While carbon pricing has seen considerable uptake, the report points to an implementation gap between countries’ commitments and the policies enacted. This gap is particularly evident in the variation of carbon prices across different ETSs and carbon taxes. Over the past year, ten ETSs, including major systems in the EU, New Zealand, and the Republic of Korea, experienced price decreases, which can undermine the long-term price signal needed to drive investments in low-carbon technologies.

Moreover, the expansion of carbon pricing coverage has slowed. The share of global GHG emissions covered by carbon pricing remains stable at around 24%, with new implementations only partially offsetting reductions in emissions in existing systems. The report emphasizes that even with new carbon pricing instruments in countries like Brazil, India, and Türkiye, global coverage is unlikely to exceed 30% in the near term.

The Future of Carbon Pricing

The report identifies several emerging trends that could shape the future of carbon pricing. These include the integration of carbon pricing into broader economic policies, the development of sector-specific initiatives like the Carbon Offsetting and Reduction Scheme for International Aviation (CORSIA), and the implementation of carbon border adjustment mechanisms (CBAMs).

Figure 5: Indicative Estimates of the Potential GHG Emissions Covered by Different Carbon Pricing Instruments and International Initiatives

The EU’s CBAM, which started its transitional phase in 2023, represents a significant shift in the global carbon pricing landscape. By applying a carbon price on imports equivalent to the EU ETS, the CBAM aims to level the playing field between domestic producers and international competitors, potentially driving other countries to adopt similar measures.

Despite these advancements, the report stresses the need for increased ambition and stronger political commitment to achieve meaningful progress. The development of robust global frameworks and the sharing of best practices are crucial to drive the necessary level of ambition and ensure the effectiveness of carbon pricing mechanisms.

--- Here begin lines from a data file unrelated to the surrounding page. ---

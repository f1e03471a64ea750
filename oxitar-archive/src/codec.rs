//! Compression filters around a tar byte stream.
//!
//! [`Decoder`] and [`Encoder`] are transparent stream adapters selected by a
//! [`CompressionKind`]: gzip and xz go through `flate2` and `xz2`, `None`
//! passes bytes through unchanged.
//!
//! Encoders must be finished explicitly with [`Encoder::finish`] so the
//! compressed trailer is written before the destination is closed.

use crate::detect::{GZIP_MAGIC, PeekReader, XZ_MAGIC};
use flate2::Compression;
use flate2::read::MultiGzDecoder;
use flate2::write::GzEncoder;
use oxitar_core::CompressionKind;
use oxitar_core::error::{OxiTarError, Result};
use std::io::{self, Read, Write};
use xz2::read::XzDecoder;
use xz2::write::XzEncoder;

/// LZMA2 preset used for xz output.
pub const XZ_PRESET: u32 = 6;

/// Decoding side of the compression adapter.
pub enum Decoder<R: Read> {
    /// Raw bytes.
    Plain(PeekReader<R>),
    /// GZIP stream, including concatenated members.
    Gzip(MultiGzDecoder<PeekReader<R>>),
    /// XZ stream, including concatenated streams.
    Xz(XzDecoder<PeekReader<R>>),
}

impl<R: Read> Decoder<R> {
    /// Wrap `source` for decoding as `kind`.
    ///
    /// For compressed kinds the stream magic is checked up front, so a source
    /// that is not really gzip or xz fails here rather than mid-transfer.
    pub fn new(mut source: PeekReader<R>, kind: CompressionKind) -> Result<Self> {
        match kind {
            CompressionKind::None => Ok(Self::Plain(source)),
            CompressionKind::Gzip => {
                check_magic(&mut source, kind, &GZIP_MAGIC)?;
                Ok(Self::Gzip(MultiGzDecoder::new(source)))
            }
            CompressionKind::Xz => {
                check_magic(&mut source, kind, &XZ_MAGIC)?;
                Ok(Self::Xz(XzDecoder::new_multi_decoder(source)))
            }
        }
    }

    /// The compression kind being decoded.
    pub fn kind(&self) -> CompressionKind {
        match self {
            Self::Plain(_) => CompressionKind::None,
            Self::Gzip(_) => CompressionKind::Gzip,
            Self::Xz(_) => CompressionKind::Xz,
        }
    }
}

fn check_magic<R: Read>(
    source: &mut PeekReader<R>,
    kind: CompressionKind,
    magic: &[u8],
) -> Result<()> {
    let found = source.peek(magic.len())?;
    if found != magic {
        return Err(OxiTarError::decode(
            kind,
            format!("invalid header: expected magic {magic:02x?}, found {found:02x?}"),
        ));
    }
    Ok(())
}

/// Tag a codec error with the kind that raised it.
fn tag_error(kind: CompressionKind, err: io::Error) -> io::Error {
    match err.kind() {
        io::ErrorKind::InvalidData | io::ErrorKind::InvalidInput | io::ErrorKind::Other => {
            io::Error::new(err.kind(), format!("{kind} stream: {err}"))
        }
        _ => err,
    }
}

impl<R: Read> Read for Decoder<R> {
    fn read(&mut self, buf: &mut [u8]) -> io::Result<usize> {
        match self {
            Self::Plain(r) => r.read(buf),
            Self::Gzip(r) => r
                .read(buf)
                .map_err(|e| tag_error(CompressionKind::Gzip, e)),
            Self::Xz(r) => r.read(buf).map_err(|e| tag_error(CompressionKind::Xz, e)),
        }
    }
}

/// Encoding side of the compression adapter.
pub enum Encoder<W: Write> {
    /// Raw bytes.
    Plain(W),
    /// GZIP at maximum compression.
    Gzip(GzEncoder<W>),
    /// XZ at [`XZ_PRESET`].
    Xz(XzEncoder<W>),
}

impl<W: Write> Encoder<W> {
    /// Wrap `sink` for encoding as `kind`.
    pub fn new(sink: W, kind: CompressionKind) -> Self {
        match kind {
            CompressionKind::None => Self::Plain(sink),
            CompressionKind::Gzip => Self::Gzip(GzEncoder::new(sink, Compression::best())),
            CompressionKind::Xz => Self::Xz(XzEncoder::new(sink, XZ_PRESET)),
        }
    }

    /// The compression kind being encoded.
    pub fn kind(&self) -> CompressionKind {
        match self {
            Self::Plain(_) => CompressionKind::None,
            Self::Gzip(_) => CompressionKind::Gzip,
            Self::Xz(_) => CompressionKind::Xz,
        }
    }

    /// Write the compression trailer and hand back the destination.
    ///
    /// The destination is flushed but not closed; dropping it is up to the
    /// caller.
    pub fn finish(self) -> io::Result<W> {
        let mut inner = match self {
            Self::Plain(w) => w,
            Self::Gzip(w) => w.finish()?,
            Self::Xz(w) => w.finish()?,
        };
        inner.flush()?;
        Ok(inner)
    }
}

impl<W: Write> Write for Encoder<W> {
    fn write(&mut self, buf: &[u8]) -> io::Result<usize> {
        match self {
            Self::Plain(w) => w.write(buf),
            Self::Gzip(w) => w.write(buf),
            Self::Xz(w) => w.write(buf),
        }
    }

    fn flush(&mut self) -> io::Result<()> {
        match self {
            Self::Plain(w) => w.flush(),
            Self::Gzip(w) => w.flush(),
            Self::Xz(w) => w.flush(),
        }
    }
}
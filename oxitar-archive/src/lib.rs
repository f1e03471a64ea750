//! # OxiTar Archive
//!
//! Tar stream composition for OxiTar.
//!
//! This crate merges tar archives, adds plain files to them and appends to
//! finished archives, across these compression envelopes:
//!
//! - **None**: Raw tar bytes
//! - **GZIP**: DEFLATE, including concatenated members
//! - **XZ**: LZMA2, including concatenated streams
//!
//! ## Example
//!
//! ```rust,no_run
//! use oxitar_archive::job::{ArchiveJob, InputSpec, JobConfig, OutputSpec};
//! use std::path::PathBuf;
//!
//! let config = JobConfig {
//!     inputs: vec![InputSpec::parse("a.tar"), InputSpec::parse("b.tar.gz")],
//!     output: OutputSpec::Path(PathBuf::from("merged.tar.xz")),
//!     format: "xz".to_string(),
//!     ..JobConfig::default()
//! };
//! let report = ArchiveJob::from_config(config)?.run()?;
//! println!("{} entries", report.entries());
//! # Ok::<(), oxitar_core::OxiTarError>(())
//! ```
//!
//! ## Building blocks
//!
//! - [`detect`]: sniff the compression of a stream without consuming it
//! - [`codec`]: gzip / xz / identity stream adapters
//! - [`source`] and [`sink`]: read and write entries
//! - [`pipeline`]: drain sources into a sink, in order
//! - [`append`]: reposition a finished archive so new entries can follow

#![warn(missing_docs)]
#![warn(clippy::all)]
#![allow(clippy::module_name_repetitions)]

pub mod append;
pub mod codec;
pub mod detect;
pub mod job;
pub mod pipeline;
pub mod sink;
pub mod source;
pub mod tar;

// Re-exports
pub use append::{AppendConfig, AppendJob, RepositionedArchive};
pub use codec::{Decoder, Encoder};
pub use detect::{ContentType, PeekReader, Sniffed};
pub use job::{ArchiveJob, InputSpec, JobConfig, JobMode, OutputSpec};
pub use pipeline::{InputReport, TransferObserver, TransferReport, transfer};
pub use sink::ArchiveSink;
pub use source::{ArchiveSource, Entry, EntryBody, PlainFileSource, TarSource};
pub use tar::{END_OF_ARCHIVE_LEN, TarHeader};
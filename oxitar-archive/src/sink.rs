//! Tar stream writer.
//!
//! [`ArchiveSink`] serializes entries into a tar stream wrapped in the
//! requested compression. The end-of-archive marker is written only by
//! [`ArchiveSink::finish`], which consumes the sink.

use crate::codec::Encoder;
use crate::tar::{self, BLOCK_SIZE, END_OF_ARCHIVE_LEN};
use oxitar_core::error::{OxiTarError, Result};
use oxitar_core::{CompressionKind, EntryHeader};
use std::io::{self, Read, Write};
use tracing::debug;

/// Writes entries as a tar stream into `W`.
pub struct ArchiveSink<W: Write> {
    encoder: Encoder<W>,
    entries: u64,
    body_bytes: u64,
    poisoned: bool,
}

impl<W: Write> ArchiveSink<W> {
    /// Create a sink writing into `dest`, compressed as `kind`.
    pub fn new(dest: W, kind: CompressionKind) -> Self {
        Self {
            encoder: Encoder::new(dest, kind),
            entries: 0,
            body_bytes: 0,
            poisoned: false,
        }
    }

    /// Output compression.
    pub fn kind(&self) -> CompressionKind {
        self.encoder.kind()
    }

    /// Number of entries written so far.
    pub fn entries(&self) -> u64 {
        self.entries
    }

    /// Body bytes written so far, excluding headers and padding.
    pub fn body_bytes(&self) -> u64 {
        self.body_bytes
    }

    /// Write one entry: its header blocks, then exactly `header.size` body
    /// bytes from `body`, then block padding.
    ///
    /// If `body` ends early the entry is incomplete and the sink is
    /// poisoned: this call returns [`OxiTarError::TruncatedEntry`] and every
    /// later call returns [`OxiTarError::Aborted`].
    pub fn write_entry<R: Read + ?Sized>(
        &mut self,
        header: &EntryHeader,
        body: &mut R,
    ) -> Result<u64> {
        if self.poisoned {
            return Err(OxiTarError::Aborted);
        }

        let result = self.write_entry_inner(header, body);
        if result.is_err() {
            self.poisoned = true;
        }
        result
    }

    fn write_entry_inner<R: Read + ?Sized>(
        &mut self,
        header: &EntryHeader,
        body: &mut R,
    ) -> Result<u64> {
        let blocks = tar::encode_header(header)?;
        self.encoder.write_all(&blocks)?;

        let expected = header.body_len();
        let copied = io::copy(&mut body.take(expected), &mut self.encoder)?;
        if copied < expected {
            return Err(OxiTarError::truncated(&header.name, expected, copied));
        }

        let pad = tar::padding(expected) as usize;
        if pad > 0 {
            self.encoder.write_all(&[0u8; BLOCK_SIZE][..pad])?;
        }

        self.entries += 1;
        self.body_bytes += expected;
        debug!(name = %header.name, size = expected, "wrote entry");
        Ok(expected)
    }

    /// Add an in-memory regular file.
    pub fn add_file(&mut self, name: &str, data: &[u8]) -> Result<()> {
        let header = EntryHeader::file(name, data.len() as u64);
        self.write_entry(&header, &mut &data[..])?;
        Ok(())
    }

    /// Write the end-of-archive marker, finish the compression and hand
    /// back the destination.
    ///
    /// A sink with no entries still produces a valid, empty archive.
    pub fn finish(mut self) -> Result<W> {
        if self.poisoned {
            return Err(OxiTarError::Aborted);
        }

        self.encoder.write_all(&[0u8; END_OF_ARCHIVE_LEN as usize])?;
        let dest = self.encoder.finish()?;
        debug!(entries = self.entries, bytes = self.body_bytes, "finished archive");
        Ok(dest)
    }
}

#[cfg(test)]
mod tests {
    use super::*;
    use crate::codec::Decoder;
    use crate::detect::PeekReader;
    use crate::source::{ArchiveSource, TarSource};
    use std::io::Cursor;

    /// A reader that fails after handing out `ok` bytes.
    struct Broken {
        ok: usize,
    }

    impl Read for Broken {
        fn read(&mut self, buf: &mut [u8]) -> io::Result<usize> {
            if self.ok == 0 {
                return Err(io::Error::other("disk on fire"));
            }
            let n = buf.len().min(self.ok);
            buf[..n].fill(b'z');
            self.ok -= n;
            Ok(n)
        }
    }

    #[test]
    fn test_empty_archive() {
        let out = ArchiveSink::new(Vec::new(), CompressionKind::None)
            .finish()
            .unwrap();
        assert_eq!(out, vec![0u8; END_OF_ARCHIVE_LEN as usize]);

        let mut archive = ::tar::Archive::new(Cursor::new(out));
        assert_eq!(archive.entries().unwrap().count(), 0);
    }

    #[test]
    fn test_empty_compressed_archive() {
        for kind in [CompressionKind::Gzip, CompressionKind::Xz] {
            let out = ArchiveSink::new(Vec::new(), kind).finish().unwrap();
            let mut decoder = Decoder::new(PeekReader::new(Cursor::new(out)), kind).unwrap();
            let mut plain = Vec::new();
            decoder.read_to_end(&mut plain).unwrap();
            assert_eq!(plain, vec![0u8; END_OF_ARCHIVE_LEN as usize]);
        }
    }

    #[test]
    fn test_layout() {
        let mut sink = ArchiveSink::new(Vec::new(), CompressionKind::None);
        sink.add_file("a.txt", b"hello").unwrap();
        sink.add_file("b.txt", &[7u8; 512]).unwrap();
        assert_eq!(sink.entries(), 2);
        assert_eq!(sink.body_bytes(), 517);

        let out = sink.finish().unwrap();
        // header + 1 body block, header + 1 body block, end marker
        assert_eq!(out.len(), 4 * BLOCK_SIZE + END_OF_ARCHIVE_LEN as usize);
        assert_eq!(&out[BLOCK_SIZE..BLOCK_SIZE + 5], b"hello");
        assert!(out[BLOCK_SIZE + 5..2 * BLOCK_SIZE].iter().all(|&b| b == 0));
    }

    #[test]
    fn test_readable_by_tar_crate() {
        let mut sink = ArchiveSink::new(Vec::new(), CompressionKind::None);
        sink.add_file("a.txt", b"alpha").unwrap();
        sink.write_entry(&EntryHeader::directory("dir/"), &mut io::empty())
            .unwrap();
        sink.write_entry(&EntryHeader::symlink("link", "a.txt"), &mut io::empty())
            .unwrap();
        let long_name = format!("deep/{}", "x".repeat(200));
        sink.add_file(&long_name, b"long").unwrap();
        let out = sink.finish().unwrap();

        let mut archive = ::tar::Archive::new(Cursor::new(out));
        let names: Vec<String> = archive
            .entries()
            .unwrap()
            .map(|e| {
                let path = e.unwrap().path().unwrap().to_string_lossy().into_owned();
                path.trim_end_matches('/').to_string()
            })
            .collect();
        assert_eq!(names, vec!["a.txt", "dir", "link", long_name.as_str()]);
    }

    #[test]
    fn test_truncated_entry_poisons_sink() {
        let mut sink = ArchiveSink::new(Vec::new(), CompressionKind::None);
        let header = EntryHeader::file("short.bin", 100);

        let err = sink.write_entry(&header, &mut &[1u8; 40][..]).unwrap_err();
        assert!(matches!(
            err,
            OxiTarError::TruncatedEntry {
                expected: 100,
                actual: 40,
                ..
            }
        ));

        assert!(matches!(
            sink.add_file("next.txt", b"x").unwrap_err(),
            OxiTarError::Aborted
        ));
        assert!(matches!(sink.finish().unwrap_err(), OxiTarError::Aborted));
    }

    #[test]
    fn test_body_read_error_poisons_sink() {
        let mut sink = ArchiveSink::new(Vec::new(), CompressionKind::Gzip);
        let header = EntryHeader::file("broken.bin", 10_000);
        let err = sink
            .write_entry(&header, &mut Broken { ok: 4096 })
            .unwrap_err();
        assert!(matches!(err, OxiTarError::Io(_)));
        assert!(matches!(
            sink.add_file("x", b"").unwrap_err(),
            OxiTarError::Aborted
        ));
    }

    #[test]
    fn test_extra_body_bytes_are_not_copied() {
        let mut sink = ArchiveSink::new(Vec::new(), CompressionKind::None);
        let header = EntryHeader::file("three", 3);
        let mut body = Cursor::new(b"abcdef".to_vec());
        assert_eq!(sink.write_entry(&header, &mut body).unwrap(), 3);
        assert_eq!(body.position(), 3);
    }

    #[test]
    fn test_roundtrip_through_source() {
        for kind in CompressionKind::ALL {
            let mut sink = ArchiveSink::new(Vec::new(), kind);
            sink.add_file("one", b"1").unwrap();
            sink.add_file("two", b"22").unwrap();
            let out = sink.finish().unwrap();

            let mut source = TarSource::new(Cursor::new(out), "mem", None, None).unwrap();
            assert_eq!(source.compression(), kind);
            let mut names = Vec::new();
            while let Some(entry) = source.next_entry().unwrap() {
                names.push(entry.header().name.clone());
            }
            assert_eq!(names, ["one", "two"], "kind {kind}");
        }
    }
}
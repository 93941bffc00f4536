//! Utility functions and helpers module
//!
//! Command output and log formatting shared by the external tool gateway.

pub mod command;

pub use command::{CommandOutput, format_command};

The “State and Trends of Carbon Pricing 2024” report paints a picture of both progress and persistent challenges in the realm of carbon pricing. While significant strides have been made, particularly in expanding coverage and generating revenue, the current pace of implementation and the level of ambition are insufficient to meet the Paris Agreement goals. As countries prepare to submit new nationally determined contributions in 2025, the report calls for immediate and sustained focus on implementing more ambitious carbon pricing policies to decisively bend the emissions curve and safeguard a livable planet.